Collected data entries =
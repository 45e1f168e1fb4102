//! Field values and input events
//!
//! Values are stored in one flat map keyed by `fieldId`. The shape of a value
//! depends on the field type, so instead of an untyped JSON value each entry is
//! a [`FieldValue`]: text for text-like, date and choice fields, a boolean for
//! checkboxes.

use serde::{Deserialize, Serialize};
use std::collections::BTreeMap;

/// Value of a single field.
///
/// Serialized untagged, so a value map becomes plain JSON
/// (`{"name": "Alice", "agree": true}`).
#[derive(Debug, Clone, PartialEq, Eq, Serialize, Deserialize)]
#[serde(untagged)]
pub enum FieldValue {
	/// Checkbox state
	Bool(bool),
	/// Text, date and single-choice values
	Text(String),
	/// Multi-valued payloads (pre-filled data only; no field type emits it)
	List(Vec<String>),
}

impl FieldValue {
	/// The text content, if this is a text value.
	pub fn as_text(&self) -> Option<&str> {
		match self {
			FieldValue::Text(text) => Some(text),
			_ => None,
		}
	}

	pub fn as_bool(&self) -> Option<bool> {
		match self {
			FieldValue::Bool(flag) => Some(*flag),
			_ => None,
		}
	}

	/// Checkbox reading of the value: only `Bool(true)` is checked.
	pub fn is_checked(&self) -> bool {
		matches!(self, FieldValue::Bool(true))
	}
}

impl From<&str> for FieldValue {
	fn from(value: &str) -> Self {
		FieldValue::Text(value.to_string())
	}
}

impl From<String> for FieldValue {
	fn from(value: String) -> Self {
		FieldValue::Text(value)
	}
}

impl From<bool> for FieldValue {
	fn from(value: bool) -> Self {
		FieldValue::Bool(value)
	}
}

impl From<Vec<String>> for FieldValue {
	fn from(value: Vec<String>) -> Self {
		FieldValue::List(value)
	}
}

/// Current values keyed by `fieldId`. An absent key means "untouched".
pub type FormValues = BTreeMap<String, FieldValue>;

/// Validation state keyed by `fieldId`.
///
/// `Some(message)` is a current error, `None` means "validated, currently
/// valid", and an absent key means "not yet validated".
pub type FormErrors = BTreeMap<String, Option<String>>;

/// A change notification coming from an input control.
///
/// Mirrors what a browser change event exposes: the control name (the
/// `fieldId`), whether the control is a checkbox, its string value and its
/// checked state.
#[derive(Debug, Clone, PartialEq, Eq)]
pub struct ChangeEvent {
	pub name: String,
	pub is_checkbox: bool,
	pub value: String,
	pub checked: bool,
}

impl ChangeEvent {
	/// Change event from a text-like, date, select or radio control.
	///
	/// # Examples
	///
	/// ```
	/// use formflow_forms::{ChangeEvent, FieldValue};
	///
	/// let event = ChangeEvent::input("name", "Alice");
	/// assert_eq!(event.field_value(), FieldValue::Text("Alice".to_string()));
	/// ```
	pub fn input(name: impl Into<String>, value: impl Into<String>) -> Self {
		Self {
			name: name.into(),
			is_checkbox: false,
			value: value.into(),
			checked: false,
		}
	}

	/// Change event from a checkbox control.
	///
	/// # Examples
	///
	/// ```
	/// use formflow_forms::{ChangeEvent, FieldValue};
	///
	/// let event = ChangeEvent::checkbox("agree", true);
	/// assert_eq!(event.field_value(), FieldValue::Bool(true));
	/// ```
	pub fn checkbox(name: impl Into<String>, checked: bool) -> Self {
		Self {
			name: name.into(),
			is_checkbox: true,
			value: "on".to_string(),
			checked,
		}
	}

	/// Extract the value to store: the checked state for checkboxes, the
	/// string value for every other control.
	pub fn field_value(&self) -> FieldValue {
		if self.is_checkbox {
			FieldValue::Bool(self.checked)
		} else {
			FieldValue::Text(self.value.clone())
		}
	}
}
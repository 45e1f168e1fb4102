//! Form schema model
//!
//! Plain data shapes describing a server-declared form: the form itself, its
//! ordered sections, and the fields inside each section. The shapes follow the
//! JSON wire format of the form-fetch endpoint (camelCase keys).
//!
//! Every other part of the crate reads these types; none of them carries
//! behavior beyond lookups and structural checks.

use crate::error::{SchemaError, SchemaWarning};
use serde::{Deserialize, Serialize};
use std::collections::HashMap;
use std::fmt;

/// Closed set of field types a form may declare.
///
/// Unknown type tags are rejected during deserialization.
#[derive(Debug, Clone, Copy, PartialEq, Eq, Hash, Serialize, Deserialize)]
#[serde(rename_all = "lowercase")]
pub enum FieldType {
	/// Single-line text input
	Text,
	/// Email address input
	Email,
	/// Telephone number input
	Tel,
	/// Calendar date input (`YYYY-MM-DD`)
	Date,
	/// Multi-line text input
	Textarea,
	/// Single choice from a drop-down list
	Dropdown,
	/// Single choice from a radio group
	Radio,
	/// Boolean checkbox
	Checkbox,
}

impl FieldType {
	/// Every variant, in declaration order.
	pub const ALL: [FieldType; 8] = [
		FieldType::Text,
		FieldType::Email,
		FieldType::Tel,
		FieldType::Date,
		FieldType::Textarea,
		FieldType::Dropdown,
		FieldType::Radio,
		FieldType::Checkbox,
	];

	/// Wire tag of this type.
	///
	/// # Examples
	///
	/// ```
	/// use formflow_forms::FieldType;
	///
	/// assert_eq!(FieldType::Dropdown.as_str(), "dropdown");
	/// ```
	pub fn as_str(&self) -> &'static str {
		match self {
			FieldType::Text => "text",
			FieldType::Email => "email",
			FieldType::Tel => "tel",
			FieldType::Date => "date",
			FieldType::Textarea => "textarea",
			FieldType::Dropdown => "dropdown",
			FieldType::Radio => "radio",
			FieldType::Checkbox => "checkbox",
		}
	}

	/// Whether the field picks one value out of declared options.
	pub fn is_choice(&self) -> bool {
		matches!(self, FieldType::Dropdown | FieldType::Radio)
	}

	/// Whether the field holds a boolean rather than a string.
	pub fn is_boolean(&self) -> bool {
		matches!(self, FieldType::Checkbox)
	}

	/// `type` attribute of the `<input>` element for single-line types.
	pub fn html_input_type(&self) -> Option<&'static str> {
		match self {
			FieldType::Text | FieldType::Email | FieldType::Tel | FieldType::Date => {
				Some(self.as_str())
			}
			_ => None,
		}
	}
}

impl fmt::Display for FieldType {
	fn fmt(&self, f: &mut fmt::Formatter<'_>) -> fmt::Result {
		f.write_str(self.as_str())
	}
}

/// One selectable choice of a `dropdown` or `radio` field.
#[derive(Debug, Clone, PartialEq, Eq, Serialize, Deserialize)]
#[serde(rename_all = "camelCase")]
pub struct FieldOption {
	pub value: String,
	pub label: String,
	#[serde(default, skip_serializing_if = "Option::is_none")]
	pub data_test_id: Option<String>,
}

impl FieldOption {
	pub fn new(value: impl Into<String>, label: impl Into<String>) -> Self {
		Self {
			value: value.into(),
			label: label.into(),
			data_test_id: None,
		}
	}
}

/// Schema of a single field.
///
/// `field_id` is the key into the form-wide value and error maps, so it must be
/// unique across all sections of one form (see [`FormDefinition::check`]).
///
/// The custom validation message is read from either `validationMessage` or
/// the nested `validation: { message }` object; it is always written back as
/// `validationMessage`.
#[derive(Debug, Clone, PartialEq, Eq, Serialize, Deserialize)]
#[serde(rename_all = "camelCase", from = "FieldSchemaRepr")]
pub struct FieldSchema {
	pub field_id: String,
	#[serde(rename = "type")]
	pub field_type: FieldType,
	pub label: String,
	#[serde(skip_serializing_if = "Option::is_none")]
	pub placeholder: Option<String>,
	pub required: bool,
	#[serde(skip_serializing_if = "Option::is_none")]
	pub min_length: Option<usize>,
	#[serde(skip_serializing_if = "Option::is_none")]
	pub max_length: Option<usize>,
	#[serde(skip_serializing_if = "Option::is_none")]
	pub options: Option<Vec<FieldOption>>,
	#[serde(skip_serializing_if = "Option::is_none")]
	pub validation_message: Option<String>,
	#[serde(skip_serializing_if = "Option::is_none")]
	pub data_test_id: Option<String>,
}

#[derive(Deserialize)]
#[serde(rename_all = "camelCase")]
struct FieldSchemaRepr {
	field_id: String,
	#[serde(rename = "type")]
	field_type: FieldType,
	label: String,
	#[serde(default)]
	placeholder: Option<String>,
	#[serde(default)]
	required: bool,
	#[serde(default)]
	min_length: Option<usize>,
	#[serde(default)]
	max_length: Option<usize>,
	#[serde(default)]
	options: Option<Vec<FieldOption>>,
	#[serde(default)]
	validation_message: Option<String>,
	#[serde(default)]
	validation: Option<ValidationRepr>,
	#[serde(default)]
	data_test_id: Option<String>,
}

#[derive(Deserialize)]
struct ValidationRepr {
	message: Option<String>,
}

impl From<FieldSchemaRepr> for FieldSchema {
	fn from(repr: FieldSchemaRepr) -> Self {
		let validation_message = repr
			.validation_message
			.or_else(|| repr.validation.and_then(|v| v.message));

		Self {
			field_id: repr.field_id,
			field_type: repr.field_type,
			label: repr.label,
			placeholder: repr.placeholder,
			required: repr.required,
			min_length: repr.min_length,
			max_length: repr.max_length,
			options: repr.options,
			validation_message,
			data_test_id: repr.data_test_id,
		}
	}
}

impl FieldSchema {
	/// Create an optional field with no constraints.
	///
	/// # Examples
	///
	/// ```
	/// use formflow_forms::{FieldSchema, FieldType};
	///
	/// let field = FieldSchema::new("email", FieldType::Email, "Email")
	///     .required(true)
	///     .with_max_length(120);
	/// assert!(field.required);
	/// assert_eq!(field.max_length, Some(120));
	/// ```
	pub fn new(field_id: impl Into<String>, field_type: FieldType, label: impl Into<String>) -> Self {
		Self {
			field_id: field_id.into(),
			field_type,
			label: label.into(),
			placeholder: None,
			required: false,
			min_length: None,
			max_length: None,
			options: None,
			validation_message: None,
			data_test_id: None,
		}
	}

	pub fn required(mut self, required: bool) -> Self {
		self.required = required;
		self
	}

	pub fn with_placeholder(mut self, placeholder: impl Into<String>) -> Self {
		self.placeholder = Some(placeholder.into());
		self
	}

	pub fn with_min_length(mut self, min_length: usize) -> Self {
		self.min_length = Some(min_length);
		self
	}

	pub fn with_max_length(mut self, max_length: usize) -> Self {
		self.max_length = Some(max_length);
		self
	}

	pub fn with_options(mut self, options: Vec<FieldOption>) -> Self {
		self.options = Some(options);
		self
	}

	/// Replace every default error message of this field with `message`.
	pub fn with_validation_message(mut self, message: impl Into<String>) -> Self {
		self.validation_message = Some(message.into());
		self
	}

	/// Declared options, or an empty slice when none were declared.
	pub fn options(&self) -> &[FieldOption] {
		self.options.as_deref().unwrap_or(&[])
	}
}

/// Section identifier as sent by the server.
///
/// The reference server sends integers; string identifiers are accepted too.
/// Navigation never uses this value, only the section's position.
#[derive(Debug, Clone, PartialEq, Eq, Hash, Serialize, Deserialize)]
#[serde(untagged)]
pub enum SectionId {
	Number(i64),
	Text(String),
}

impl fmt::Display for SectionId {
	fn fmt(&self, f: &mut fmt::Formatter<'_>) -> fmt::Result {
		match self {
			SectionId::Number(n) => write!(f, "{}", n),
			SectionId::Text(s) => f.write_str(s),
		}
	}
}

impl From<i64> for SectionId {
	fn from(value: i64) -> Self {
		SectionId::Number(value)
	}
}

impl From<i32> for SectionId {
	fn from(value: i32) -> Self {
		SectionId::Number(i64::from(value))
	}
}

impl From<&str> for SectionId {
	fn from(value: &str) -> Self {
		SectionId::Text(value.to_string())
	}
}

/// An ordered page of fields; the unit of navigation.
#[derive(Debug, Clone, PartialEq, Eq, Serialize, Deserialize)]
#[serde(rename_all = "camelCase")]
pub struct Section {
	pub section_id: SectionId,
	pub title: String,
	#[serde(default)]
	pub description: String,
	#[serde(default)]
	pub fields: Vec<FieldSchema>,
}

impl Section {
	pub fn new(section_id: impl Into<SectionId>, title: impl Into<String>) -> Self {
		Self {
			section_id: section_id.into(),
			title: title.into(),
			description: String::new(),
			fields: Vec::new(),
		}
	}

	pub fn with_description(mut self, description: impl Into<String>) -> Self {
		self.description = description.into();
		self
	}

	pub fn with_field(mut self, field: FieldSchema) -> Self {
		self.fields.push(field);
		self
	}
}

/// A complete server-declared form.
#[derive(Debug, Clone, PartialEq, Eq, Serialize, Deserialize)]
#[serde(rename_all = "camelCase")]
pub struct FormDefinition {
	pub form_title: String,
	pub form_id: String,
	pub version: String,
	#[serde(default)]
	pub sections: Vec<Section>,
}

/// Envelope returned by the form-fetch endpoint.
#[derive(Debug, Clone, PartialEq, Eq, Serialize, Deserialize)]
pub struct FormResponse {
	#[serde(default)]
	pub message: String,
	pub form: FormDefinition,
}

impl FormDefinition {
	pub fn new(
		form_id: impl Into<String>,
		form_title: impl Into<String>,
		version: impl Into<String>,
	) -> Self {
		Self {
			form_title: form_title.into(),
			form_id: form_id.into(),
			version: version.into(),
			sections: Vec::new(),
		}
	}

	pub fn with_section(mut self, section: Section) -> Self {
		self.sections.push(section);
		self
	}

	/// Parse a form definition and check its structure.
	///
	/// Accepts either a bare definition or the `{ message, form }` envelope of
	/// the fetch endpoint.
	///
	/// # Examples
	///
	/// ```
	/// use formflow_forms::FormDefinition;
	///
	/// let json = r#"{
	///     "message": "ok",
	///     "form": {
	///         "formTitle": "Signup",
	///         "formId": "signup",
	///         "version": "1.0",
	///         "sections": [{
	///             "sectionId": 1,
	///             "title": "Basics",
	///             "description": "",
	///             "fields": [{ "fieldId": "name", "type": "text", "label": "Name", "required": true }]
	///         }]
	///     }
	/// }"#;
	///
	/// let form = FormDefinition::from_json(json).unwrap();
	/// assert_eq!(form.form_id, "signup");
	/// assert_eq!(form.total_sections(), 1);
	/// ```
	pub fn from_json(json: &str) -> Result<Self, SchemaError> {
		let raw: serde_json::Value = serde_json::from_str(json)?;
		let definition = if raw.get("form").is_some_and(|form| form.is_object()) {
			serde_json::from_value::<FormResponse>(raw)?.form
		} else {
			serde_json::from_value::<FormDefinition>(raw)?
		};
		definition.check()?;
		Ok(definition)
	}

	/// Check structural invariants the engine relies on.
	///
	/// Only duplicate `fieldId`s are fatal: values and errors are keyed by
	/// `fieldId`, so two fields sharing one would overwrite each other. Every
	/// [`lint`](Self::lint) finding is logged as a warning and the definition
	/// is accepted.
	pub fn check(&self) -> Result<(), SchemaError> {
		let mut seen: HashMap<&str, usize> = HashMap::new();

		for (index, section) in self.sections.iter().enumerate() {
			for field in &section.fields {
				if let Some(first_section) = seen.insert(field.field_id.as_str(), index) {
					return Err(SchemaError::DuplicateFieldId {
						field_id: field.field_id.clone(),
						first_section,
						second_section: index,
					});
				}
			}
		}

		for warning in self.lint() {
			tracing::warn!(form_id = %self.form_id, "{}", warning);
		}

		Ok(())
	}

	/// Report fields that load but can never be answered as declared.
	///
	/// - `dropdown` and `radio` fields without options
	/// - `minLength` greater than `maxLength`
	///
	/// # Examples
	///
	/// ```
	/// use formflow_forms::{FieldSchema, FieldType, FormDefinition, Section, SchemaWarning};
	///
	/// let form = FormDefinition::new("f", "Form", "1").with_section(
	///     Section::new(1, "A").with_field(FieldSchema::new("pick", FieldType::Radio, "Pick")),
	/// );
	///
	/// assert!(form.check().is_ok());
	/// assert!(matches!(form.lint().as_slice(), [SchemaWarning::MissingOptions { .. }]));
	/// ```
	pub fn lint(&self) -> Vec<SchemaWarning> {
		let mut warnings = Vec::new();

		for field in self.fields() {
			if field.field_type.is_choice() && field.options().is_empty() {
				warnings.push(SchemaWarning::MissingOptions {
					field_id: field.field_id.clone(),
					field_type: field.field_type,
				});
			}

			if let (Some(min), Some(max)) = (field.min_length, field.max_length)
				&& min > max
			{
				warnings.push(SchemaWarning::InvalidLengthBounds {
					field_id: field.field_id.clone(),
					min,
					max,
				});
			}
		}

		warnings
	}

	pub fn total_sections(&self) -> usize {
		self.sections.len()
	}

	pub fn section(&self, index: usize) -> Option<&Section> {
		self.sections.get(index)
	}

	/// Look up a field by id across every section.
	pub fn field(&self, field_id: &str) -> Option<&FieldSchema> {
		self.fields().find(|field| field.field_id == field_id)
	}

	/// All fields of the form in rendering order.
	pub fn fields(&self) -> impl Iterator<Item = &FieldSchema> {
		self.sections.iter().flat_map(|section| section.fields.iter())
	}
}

---

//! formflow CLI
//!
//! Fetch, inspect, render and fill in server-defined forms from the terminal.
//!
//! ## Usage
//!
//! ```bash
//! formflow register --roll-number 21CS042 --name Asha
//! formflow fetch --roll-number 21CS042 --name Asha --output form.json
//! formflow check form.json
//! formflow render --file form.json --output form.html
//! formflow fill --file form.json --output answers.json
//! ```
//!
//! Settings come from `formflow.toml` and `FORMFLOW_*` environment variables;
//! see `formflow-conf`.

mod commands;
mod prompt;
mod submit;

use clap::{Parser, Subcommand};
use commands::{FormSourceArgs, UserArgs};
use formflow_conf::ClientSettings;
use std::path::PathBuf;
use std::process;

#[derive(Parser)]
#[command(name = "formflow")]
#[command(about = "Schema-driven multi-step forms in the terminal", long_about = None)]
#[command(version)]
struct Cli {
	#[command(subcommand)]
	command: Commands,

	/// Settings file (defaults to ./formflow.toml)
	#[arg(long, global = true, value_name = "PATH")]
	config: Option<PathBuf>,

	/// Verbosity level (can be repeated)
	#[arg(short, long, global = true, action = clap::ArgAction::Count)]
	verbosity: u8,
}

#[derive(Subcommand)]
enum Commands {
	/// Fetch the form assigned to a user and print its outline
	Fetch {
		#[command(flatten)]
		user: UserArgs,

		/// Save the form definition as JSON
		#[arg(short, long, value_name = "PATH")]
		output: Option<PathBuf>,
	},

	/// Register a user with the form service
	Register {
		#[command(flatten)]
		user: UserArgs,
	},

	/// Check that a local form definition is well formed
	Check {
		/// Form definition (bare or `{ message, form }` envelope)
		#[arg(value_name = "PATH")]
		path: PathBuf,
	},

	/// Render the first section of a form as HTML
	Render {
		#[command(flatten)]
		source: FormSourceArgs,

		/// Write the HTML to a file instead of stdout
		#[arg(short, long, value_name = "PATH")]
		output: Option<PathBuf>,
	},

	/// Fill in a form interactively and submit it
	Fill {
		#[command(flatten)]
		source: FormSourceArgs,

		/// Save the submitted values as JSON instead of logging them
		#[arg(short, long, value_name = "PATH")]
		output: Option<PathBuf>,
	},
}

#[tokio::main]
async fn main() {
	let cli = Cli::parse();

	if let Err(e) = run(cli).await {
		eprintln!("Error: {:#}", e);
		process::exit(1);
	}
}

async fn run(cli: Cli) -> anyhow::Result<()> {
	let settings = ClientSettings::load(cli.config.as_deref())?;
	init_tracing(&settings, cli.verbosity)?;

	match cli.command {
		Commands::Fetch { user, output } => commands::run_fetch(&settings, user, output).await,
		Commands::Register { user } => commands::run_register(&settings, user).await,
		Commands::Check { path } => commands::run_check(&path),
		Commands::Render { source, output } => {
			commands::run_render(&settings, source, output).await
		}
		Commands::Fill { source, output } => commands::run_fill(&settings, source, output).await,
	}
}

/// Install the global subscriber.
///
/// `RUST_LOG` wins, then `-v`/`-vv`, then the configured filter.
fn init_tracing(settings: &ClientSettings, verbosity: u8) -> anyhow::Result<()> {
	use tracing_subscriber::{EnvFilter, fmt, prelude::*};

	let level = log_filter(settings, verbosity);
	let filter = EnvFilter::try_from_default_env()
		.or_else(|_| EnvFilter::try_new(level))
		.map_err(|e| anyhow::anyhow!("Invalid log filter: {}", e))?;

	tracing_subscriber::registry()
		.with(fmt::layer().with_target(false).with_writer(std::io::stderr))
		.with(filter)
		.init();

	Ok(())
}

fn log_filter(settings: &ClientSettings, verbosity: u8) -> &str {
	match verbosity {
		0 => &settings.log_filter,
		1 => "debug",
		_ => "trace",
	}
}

TO DO = Make a copy of each line in the records above that has the word "instead".

TASK SOLUTION =
//! depends on the field type, so instead of an untyped JSON value each entry is
		/// Write the HTML to a file instead of stdout
		/// Save the submitted values as JSON instead of logging them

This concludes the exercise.